● **Material provided**:
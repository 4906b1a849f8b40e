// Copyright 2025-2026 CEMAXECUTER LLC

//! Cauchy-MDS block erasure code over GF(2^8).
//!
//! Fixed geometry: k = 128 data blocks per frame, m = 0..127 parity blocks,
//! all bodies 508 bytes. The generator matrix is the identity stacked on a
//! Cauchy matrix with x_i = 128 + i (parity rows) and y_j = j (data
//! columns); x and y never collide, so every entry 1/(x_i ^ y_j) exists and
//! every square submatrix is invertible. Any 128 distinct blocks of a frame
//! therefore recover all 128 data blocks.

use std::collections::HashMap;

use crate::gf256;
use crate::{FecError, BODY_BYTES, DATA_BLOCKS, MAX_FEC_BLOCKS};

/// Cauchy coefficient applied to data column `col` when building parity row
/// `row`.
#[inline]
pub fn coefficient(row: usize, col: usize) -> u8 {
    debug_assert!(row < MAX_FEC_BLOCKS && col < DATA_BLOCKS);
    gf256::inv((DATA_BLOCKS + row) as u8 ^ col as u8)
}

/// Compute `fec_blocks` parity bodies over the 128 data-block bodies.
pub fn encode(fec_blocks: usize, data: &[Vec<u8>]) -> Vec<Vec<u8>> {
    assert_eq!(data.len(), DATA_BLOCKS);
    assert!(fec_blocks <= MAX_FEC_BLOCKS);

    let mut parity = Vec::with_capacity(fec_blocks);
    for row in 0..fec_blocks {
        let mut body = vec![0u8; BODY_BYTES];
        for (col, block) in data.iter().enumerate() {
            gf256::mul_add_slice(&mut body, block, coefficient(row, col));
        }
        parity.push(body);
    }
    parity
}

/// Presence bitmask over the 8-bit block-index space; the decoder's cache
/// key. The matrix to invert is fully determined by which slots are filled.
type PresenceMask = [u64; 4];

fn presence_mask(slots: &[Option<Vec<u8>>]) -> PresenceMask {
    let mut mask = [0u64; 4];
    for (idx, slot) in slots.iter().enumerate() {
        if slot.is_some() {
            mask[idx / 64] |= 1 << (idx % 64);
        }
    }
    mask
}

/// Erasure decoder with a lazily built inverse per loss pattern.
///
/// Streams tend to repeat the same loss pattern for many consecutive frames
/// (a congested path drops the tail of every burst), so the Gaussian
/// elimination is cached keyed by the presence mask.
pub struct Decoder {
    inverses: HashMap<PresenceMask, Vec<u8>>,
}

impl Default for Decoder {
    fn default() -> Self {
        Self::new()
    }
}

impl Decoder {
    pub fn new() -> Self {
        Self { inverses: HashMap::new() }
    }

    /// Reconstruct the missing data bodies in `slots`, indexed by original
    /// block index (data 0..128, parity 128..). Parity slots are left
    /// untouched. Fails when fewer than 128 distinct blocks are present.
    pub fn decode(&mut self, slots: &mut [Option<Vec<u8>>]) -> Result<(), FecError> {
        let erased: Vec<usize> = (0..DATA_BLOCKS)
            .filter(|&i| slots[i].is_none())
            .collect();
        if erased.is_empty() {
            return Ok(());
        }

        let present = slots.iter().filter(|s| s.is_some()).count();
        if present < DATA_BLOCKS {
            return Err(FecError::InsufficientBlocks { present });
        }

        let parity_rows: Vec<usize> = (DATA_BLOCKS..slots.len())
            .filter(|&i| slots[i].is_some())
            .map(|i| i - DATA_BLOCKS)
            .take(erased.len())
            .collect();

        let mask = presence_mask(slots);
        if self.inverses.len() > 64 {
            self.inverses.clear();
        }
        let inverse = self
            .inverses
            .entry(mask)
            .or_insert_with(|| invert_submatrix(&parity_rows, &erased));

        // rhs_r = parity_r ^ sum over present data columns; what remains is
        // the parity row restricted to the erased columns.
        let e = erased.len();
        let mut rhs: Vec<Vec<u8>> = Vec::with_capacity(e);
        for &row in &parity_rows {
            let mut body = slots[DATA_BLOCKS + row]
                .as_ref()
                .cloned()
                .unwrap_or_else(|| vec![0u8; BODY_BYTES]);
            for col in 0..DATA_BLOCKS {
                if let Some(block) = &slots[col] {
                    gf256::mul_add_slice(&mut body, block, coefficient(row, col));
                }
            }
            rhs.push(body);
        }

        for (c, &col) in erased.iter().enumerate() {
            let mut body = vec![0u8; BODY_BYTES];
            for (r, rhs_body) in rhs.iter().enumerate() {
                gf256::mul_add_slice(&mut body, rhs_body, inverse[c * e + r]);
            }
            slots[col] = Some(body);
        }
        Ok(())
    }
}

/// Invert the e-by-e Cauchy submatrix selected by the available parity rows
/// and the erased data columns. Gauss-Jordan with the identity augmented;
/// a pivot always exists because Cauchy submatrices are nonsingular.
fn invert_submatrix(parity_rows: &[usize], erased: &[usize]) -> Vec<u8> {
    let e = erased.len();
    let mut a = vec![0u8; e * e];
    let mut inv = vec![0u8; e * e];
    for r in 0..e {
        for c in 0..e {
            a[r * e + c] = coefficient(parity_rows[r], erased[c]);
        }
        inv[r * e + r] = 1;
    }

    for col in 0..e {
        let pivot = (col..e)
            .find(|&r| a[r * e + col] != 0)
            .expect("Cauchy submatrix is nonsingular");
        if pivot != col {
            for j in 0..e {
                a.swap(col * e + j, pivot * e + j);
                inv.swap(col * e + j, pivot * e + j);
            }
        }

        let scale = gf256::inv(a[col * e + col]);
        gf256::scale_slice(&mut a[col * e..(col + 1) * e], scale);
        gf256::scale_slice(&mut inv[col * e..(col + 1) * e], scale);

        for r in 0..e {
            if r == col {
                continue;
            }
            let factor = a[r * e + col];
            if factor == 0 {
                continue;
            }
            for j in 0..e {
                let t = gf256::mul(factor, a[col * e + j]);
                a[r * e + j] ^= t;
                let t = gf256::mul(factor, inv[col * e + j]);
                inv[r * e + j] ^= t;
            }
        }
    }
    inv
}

● **Work task**:
From the entries above, write out only the lines starting at the line that holds "mask[idx / 64]" and ending at the line that holds "pub fn decode(&mut", keeping both and matching them exactly.

● **The answer**:
            mask[idx / 64] |= 1 << (idx % 64);
        }
    }
    mask
}

/// Erasure decoder with a lazily built inverse per loss pattern.
///
/// Streams tend to repeat the same loss pattern for many consecutive frames
/// (a congested path drops the tail of every burst), so the Gaussian
/// elimination is cached keyed by the presence mask.
pub struct Decoder {
    inverses: HashMap<PresenceMask, Vec<u8>>,
}

impl Default for Decoder {
    fn default() -> Self {
        Self::new()
    }
}

impl Decoder {
    pub fn new() -> Self {
        Self { inverses: HashMap::new() }
    }

    /// Reconstruct the missing data bodies in `slots`, indexed by original
    /// block index (data 0..128, parity 128..). Parity slots are left
    /// untouched. Fails when fewer than 128 distinct blocks are present.
    pub fn decode(&mut self, slots: &mut [Option<Vec<u8>>]) -> Result<(), FecError> {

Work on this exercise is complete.